◆ About this exercise
When a line in the entries below contains the word "bundle", copy that line.

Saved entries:
# # #

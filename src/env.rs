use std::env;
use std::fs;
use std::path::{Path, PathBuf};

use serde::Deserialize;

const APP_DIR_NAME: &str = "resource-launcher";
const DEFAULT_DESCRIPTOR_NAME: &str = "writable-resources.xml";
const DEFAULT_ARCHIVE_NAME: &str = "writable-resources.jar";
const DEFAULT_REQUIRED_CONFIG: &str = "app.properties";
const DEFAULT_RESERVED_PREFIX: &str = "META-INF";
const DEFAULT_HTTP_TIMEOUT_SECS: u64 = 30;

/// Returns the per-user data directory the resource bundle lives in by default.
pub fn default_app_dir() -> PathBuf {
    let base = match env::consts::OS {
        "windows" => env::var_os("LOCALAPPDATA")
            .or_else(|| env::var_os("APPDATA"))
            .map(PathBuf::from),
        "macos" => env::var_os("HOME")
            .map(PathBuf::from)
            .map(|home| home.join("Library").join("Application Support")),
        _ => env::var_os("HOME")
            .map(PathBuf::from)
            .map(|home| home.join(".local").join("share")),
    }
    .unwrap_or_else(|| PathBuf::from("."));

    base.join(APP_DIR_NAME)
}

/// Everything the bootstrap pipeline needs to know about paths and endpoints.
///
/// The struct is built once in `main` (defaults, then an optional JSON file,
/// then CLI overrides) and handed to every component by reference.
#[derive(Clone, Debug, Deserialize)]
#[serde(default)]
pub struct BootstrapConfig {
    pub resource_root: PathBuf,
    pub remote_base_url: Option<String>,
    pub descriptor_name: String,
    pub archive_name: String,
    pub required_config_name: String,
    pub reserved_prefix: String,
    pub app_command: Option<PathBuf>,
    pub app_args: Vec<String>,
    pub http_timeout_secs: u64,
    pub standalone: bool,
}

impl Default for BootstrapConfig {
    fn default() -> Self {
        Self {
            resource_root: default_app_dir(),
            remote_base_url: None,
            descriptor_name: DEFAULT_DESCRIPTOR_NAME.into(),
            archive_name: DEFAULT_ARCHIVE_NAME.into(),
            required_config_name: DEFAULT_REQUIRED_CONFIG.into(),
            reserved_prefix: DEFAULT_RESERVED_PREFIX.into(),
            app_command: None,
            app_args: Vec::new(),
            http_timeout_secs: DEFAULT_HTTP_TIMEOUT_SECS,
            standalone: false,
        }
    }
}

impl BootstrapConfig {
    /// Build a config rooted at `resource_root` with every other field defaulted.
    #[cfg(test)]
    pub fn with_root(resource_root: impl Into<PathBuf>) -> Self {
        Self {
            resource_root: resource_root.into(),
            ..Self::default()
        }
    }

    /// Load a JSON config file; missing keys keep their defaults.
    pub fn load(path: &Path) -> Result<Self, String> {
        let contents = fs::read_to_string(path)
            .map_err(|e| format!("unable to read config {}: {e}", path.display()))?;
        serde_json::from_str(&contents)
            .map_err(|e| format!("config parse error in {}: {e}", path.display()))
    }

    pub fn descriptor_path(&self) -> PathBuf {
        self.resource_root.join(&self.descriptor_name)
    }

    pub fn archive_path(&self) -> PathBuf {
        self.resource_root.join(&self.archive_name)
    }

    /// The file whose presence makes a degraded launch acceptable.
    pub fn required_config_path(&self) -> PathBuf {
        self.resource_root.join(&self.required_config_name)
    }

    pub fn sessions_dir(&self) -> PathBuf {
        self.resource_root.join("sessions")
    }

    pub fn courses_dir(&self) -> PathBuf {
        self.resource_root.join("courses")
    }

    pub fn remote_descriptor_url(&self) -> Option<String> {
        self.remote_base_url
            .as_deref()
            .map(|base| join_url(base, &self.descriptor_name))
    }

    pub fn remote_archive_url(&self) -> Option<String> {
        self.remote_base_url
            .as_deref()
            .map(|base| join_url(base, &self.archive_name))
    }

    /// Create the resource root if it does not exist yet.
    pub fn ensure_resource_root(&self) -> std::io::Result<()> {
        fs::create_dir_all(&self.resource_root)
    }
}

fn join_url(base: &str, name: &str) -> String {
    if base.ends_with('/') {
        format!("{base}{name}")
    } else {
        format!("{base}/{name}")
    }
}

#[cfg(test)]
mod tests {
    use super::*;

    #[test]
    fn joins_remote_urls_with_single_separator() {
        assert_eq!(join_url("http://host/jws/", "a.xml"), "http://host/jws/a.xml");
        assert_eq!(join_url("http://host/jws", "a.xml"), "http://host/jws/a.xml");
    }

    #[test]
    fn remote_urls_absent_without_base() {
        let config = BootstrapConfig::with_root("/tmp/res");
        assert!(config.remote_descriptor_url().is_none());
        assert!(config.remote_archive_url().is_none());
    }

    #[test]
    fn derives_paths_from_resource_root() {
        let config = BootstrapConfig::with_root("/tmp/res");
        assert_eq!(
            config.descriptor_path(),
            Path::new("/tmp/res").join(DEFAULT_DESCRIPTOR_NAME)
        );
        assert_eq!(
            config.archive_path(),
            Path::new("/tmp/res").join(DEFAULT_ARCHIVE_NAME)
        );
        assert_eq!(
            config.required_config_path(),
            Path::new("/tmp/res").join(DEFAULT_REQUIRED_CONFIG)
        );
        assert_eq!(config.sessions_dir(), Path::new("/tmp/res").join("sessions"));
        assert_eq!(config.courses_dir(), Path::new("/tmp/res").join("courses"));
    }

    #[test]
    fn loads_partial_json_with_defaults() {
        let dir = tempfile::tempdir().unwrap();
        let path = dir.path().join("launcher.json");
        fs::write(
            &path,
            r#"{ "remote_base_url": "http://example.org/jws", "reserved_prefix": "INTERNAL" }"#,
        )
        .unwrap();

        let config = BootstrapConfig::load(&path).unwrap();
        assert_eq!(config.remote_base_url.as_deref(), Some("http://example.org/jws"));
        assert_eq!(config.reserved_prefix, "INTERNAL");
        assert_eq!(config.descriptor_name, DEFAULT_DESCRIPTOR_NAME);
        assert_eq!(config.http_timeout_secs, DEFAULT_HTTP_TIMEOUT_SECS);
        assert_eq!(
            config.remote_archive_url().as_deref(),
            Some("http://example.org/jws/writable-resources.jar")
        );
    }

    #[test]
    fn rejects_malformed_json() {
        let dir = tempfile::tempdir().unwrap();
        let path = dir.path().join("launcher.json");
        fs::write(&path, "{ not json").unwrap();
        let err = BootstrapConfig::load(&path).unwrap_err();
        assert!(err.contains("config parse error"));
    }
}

# # #

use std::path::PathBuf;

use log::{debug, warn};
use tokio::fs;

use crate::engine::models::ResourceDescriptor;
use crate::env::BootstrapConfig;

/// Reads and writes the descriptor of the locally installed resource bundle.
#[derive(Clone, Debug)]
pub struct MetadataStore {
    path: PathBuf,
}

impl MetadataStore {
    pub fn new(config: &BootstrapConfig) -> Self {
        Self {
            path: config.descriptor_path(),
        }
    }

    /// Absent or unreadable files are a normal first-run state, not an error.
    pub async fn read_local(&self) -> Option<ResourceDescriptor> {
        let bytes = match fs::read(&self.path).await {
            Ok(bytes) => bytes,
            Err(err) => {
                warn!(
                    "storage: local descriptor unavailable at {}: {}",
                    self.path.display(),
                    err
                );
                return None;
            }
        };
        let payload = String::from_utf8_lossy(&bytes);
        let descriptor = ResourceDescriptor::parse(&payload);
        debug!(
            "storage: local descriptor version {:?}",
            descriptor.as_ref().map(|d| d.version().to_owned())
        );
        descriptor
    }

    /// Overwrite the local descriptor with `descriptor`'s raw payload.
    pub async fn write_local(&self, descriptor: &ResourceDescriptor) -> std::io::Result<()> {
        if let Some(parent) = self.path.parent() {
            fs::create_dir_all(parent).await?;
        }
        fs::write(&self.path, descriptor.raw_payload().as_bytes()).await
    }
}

# # #

◆ Expected answer
/// Returns the per-user data directory the resource bundle lives in by default.
/// Reads and writes the descriptor of the locally installed resource bundle.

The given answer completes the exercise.